Black Knight: Review: Series 1 Episodes 3 & 4
The legendary ‘5-8’ sets about training young Sa-Wol to win the gruelling contest to become the next ‘deliveryman’. Midway through Black Knight, the show is still playing out like a […]
The legendary ‘5-8’ sets about training young Sa-Wol to win the gruelling contest to become the next ‘deliveryman’. Midway through Black Knight, the show is still playing out like a […]
The legendary ‘5-8’ sets about training young Sa-Wol to win the gruelling contest to become the next ‘deliveryman’.

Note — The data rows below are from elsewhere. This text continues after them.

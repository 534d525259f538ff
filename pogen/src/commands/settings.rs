//! Settings command - show or clear remembered form fields

use anyhow::Result;
use clap::{Args, Subcommand};
use colored::*;

use pogen_core::{AppConfig, SettingsRepository};

#[derive(Args)]
pub struct SettingsArgs {
    #[command(subcommand)]
    command: SettingsCommand,
}

#[derive(Subcommand)]
enum SettingsCommand {
    /// Print the remembered fields
    Show,

    /// Reset the remembered fields to defaults
    Clear,
}

pub fn run(args: SettingsArgs, config: &AppConfig) -> Result<()> {
    let repo = SettingsRepository::new(&config.paths.settings_file);

    match args.command {
        SettingsCommand::Show => {
            let settings = repo.load();
            println!("{} {}", "Settings:".bold(), repo.path().display());
            let rows = [
                ("PO number", settings.po_number.as_str()),
                ("Project name", settings.project_name.as_str()),
                ("Purchaser", settings.purchaser_name.as_str()),
                ("Phone code", settings.phone_code.as_str()),
                ("Phone number", settings.phone_number.as_str()),
                ("Manager", settings.manager_name.as_str()),
            ];
            for (label, value) in rows {
                println!("  {:<14} {}", format!("{}:", label), value);
            }
            println!(
                "  {:<14} {}",
                "Remember:",
                if settings.remember {
                    "yes".green()
                } else {
                    "no".yellow()
                }
            );
        }
        SettingsCommand::Clear => {
            repo.clear()?;
            println!("{}", "✓ Remembered settings cleared".green());
        }
    }

    Ok(())
}
use chrono::NaiveDate;
use pogen_core::sheet::{CellRange, CellRef, CellValue, Worksheet};
use pogen_core::{
    AppConfig, CannedExtractor, Controller, FormInput, GenerationEvent, HeaderInfo, LineItem,
    Populator, SettingsRepository, SourceRecord, XlsxPackage,
};
use rust_decimal::Decimal;
use std::fs::{self, File};
use std::io::{Read, Write};
use std::path::Path;
use std::sync::Arc;
use zip::write::SimpleFileOptions;
use zip::{ZipArchive, ZipWriter};

const STYLES_XML: &str = r#"<?xml version="1.0" encoding="UTF-8" standalone="yes"?>
<styleSheet xmlns="http://schemas.openxmlformats.org/spreadsheetml/2006/main"><cellXfs count="13"/></styleSheet>"#;

// Helper to create a purchase-order template: a notes sheet plus the active PO
// sheet with a 20-row item table (31..=50), a total row and a merged footer
fn create_mock_template(path: &Path) -> anyhow::Result<()> {
    create_template(path, false)
}

// Same template, with every data row computing its line total through one
// shared formula anchored at I31
fn create_template(path: &Path, shared_line_totals: bool) -> anyhow::Result<()> {
    let file = File::create(path)?;
    let mut zip = ZipWriter::new(file);
    let options = SimpleFileOptions::default().compression_method(zip::CompressionMethod::Stored);

    zip.start_file("[Content_Types].xml", options)?;
    zip.write_all(r#"<?xml version="1.0" encoding="UTF-8" standalone="yes"?>
<Types xmlns="http://schemas.openxmlformats.org/package/2006/content-types">
<Default Extension="rels" ContentType="application/vnd.openxmlformats-package.relationships+xml"/>
<Default Extension="xml" ContentType="application/xml"/>
<Override PartName="/xl/workbook.xml" ContentType="application/vnd.openxmlformats-officedocument.spreadsheetml.sheet.main+xml"/>
<Override PartName="/xl/worksheets/sheet1.xml" ContentType="application/vnd.openxmlformats-officedocument.spreadsheetml.worksheet+xml"/>
<Override PartName="/xl/worksheets/sheet2.xml" ContentType="application/vnd.openxmlformats-officedocument.spreadsheetml.worksheet+xml"/>
<Override PartName="/xl/styles.xml" ContentType="application/vnd.openxmlformats-officedocument.spreadsheetml.styles+xml"/>
<Override PartName="/xl/sharedStrings.xml" ContentType="application/vnd.openxmlformats-officedocument.spreadsheetml.sharedStrings+xml"/>
<Override PartName="/xl/calcChain.xml" ContentType="application/vnd.openxmlformats-officedocument.spreadsheetml.calcChain+xml"/>
</Types>"#.as_bytes())?;

    zip.start_file("_rels/.rels", options)?;
    zip.write_all(r#"<?xml version="1.0" encoding="UTF-8" standalone="yes"?>
<Relationships xmlns="http://schemas.openxmlformats.org/package/2006/relationships">
<Relationship Id="rId1" Type="http://schemas.openxmlformats.org/officeDocument/2006/relationships/officeDocument" Target="xl/workbook.xml"/>
</Relationships>"#.as_bytes())?;

    zip.start_file("xl/workbook.xml", options)?;
    zip.write_all(r#"<?xml version="1.0" encoding="UTF-8" standalone="yes"?>
<workbook xmlns="http://schemas.openxmlformats.org/spreadsheetml/2006/main" xmlns:r="http://schemas.openxmlformats.org/officeDocument/2006/relationships">
<bookViews><workbookView activeTab="1"/></bookViews>
<sheets><sheet name="Notes" sheetId="1" r:id="rId1"/><sheet name="PO" sheetId="2" r:id="rId2"/></sheets>
<calcPr calcId="191029"/>
</workbook>"#.as_bytes())?;

    zip.start_file("xl/_rels/workbook.xml.rels", options)?;
    zip.write_all(r#"<?xml version="1.0" encoding="UTF-8" standalone="yes"?>
<Relationships xmlns="http://schemas.openxmlformats.org/package/2006/relationships">
<Relationship Id="rId1" Type="http://schemas.openxmlformats.org/officeDocument/2006/relationships/worksheet" Target="worksheets/sheet1.xml"/>
<Relationship Id="rId2" Type="http://schemas.openxmlformats.org/officeDocument/2006/relationships/worksheet" Target="worksheets/sheet2.xml"/>
<Relationship Id="rId3" Type="http://schemas.openxmlformats.org/officeDocument/2006/relationships/styles" Target="styles.xml"/>
<Relationship Id="rId4" Type="http://schemas.openxmlformats.org/officeDocument/2006/relationships/sharedStrings" Target="sharedStrings.xml"/>
<Relationship Id="rId5" Type="http://schemas.openxmlformats.org/officeDocument/2006/relationships/calcChain" Target="calcChain.xml"/>
</Relationships>"#.as_bytes())?;

    zip.start_file("xl/styles.xml", options)?;
    zip.write_all(STYLES_XML.as_bytes())?;

    zip.start_file("xl/sharedStrings.xml", options)?;
    zip.write_all(r#"<?xml version="1.0" encoding="UTF-8" standalone="yes"?>
<sst xmlns="http://schemas.openxmlformats.org/spreadsheetml/2006/main" count="1" uniqueCount="1"><si><t>PO No.</t></si></sst>"#.as_bytes())?;

    zip.start_file("xl/calcChain.xml", options)?;
    zip.write_all(r#"<?xml version="1.0" encoding="UTF-8" standalone="yes"?>
<calcChain xmlns="http://schemas.openxmlformats.org/spreadsheetml/2006/main"><c r="I51" i="2"/></calcChain>"#.as_bytes())?;

    zip.start_file("xl/worksheets/sheet1.xml", options)?;
    zip.write_all(r#"<?xml version="1.0" encoding="UTF-8" standalone="yes"?>
<worksheet xmlns="http://schemas.openxmlformats.org/spreadsheetml/2006/main"><sheetData/></worksheet>"#.as_bytes())?;

    zip.start_file("xl/worksheets/sheet2.xml", options)?;
    let mut sheet = String::from(
        r#"<?xml version="1.0" encoding="UTF-8" standalone="yes"?>
<worksheet xmlns="http://schemas.openxmlformats.org/spreadsheetml/2006/main"><dimension ref="A8:I62"/><sheetViews><sheetView workbookViewId="0"/></sheetViews><cols><col min="4" max="4" width="40" customWidth="1"/></cols><sheetData>"#,
    );
    sheet.push_str(r#"<row r="8" spans="1:9"><c r="A8" t="s"><v>0</v></c><c r="E8" s="5"/><c r="H8" s="6"/></row>"#);
    for row in 31..=50 {
        let (style, height) = if (row - 31) % 2 == 0 { (10, 18) } else { (11, 6) };
        sheet.push_str(&format!(r#"<row r="{row}" ht="{height}" customHeight="1">"#));
        for col in ["A", "B", "C", "D", "E", "F", "G", "H"] {
            sheet.push_str(&format!(r#"<c r="{col}{row}" s="{style}"/>"#));
        }
        match (shared_line_totals && style == 10, row) {
            (true, 31) => sheet.push_str(
                r#"<c r="I31" s="10"><f t="shared" ref="I31:I49" si="0">B31*H31</f><v>0</v></c>"#,
            ),
            (true, _) => sheet.push_str(&format!(
                r#"<c r="I{row}" s="10"><f t="shared" si="0"/><v>0</v></c>"#
            )),
            (false, _) => sheet.push_str(&format!(r#"<c r="I{row}" s="{style}"/>"#)),
        }
        sheet.push_str("</row>");
    }
    sheet.push_str(r#"<row r="51"><c r="I51" s="9"><f>SUM(I31:I50)</f><v>0</v></c></row>"#);
    sheet.push_str(r#"<row r="53"><c r="E53" s="12"/></row>"#);
    sheet.push_str(r#"<row r="60"><c r="G60" s="7"/><c r="H60" s="7"/></row>"#);
    sheet.push_str(
        r#"</sheetData><mergeCells count="3"><mergeCell ref="D31:G31"/><mergeCell ref="E53:I53"/><mergeCell ref="A60:C62"/></mergeCells><pageMargins left="0.7" right="0.7" top="0.75" bottom="0.75" header="0.3" footer="0.3"/><pageSetup paperSize="9" orientation="portrait"/><rowBreaks count="1" manualBreakCount="1"><brk id="63" max="16383" man="1"/></rowBreaks></worksheet>"#,
    );
    zip.write_all(sheet.as_bytes())?;

    zip.finish()?;
    Ok(())
}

Midway through Black Knight, the show is still playing out like a montage of the dystopia’s Greatest Hits. After a good deal of oxygen depleted fisticuffs, there is much screaming of engines and grinding of gearboxes Mad Max style, as Sa-Wol races through a desertified post-apocalyptic cityscape, dodging murderous raiders, to get a ‘thing’ to a ‘thing’. Then it goes full on Hunger Games as he finds himself cast as the hero of the refugee outcasts, on whom the dispossessed must pin their hopes. But, even as our seemingly puny hero is sure to triumph, the evil moustache-twirlers have other plans…
It’s all entirely predictable and derivative, but it works, like seeing a really good cover band who capture the essence of what the original artists were like before they ate too many pizzas and disappeared up their own rear ends.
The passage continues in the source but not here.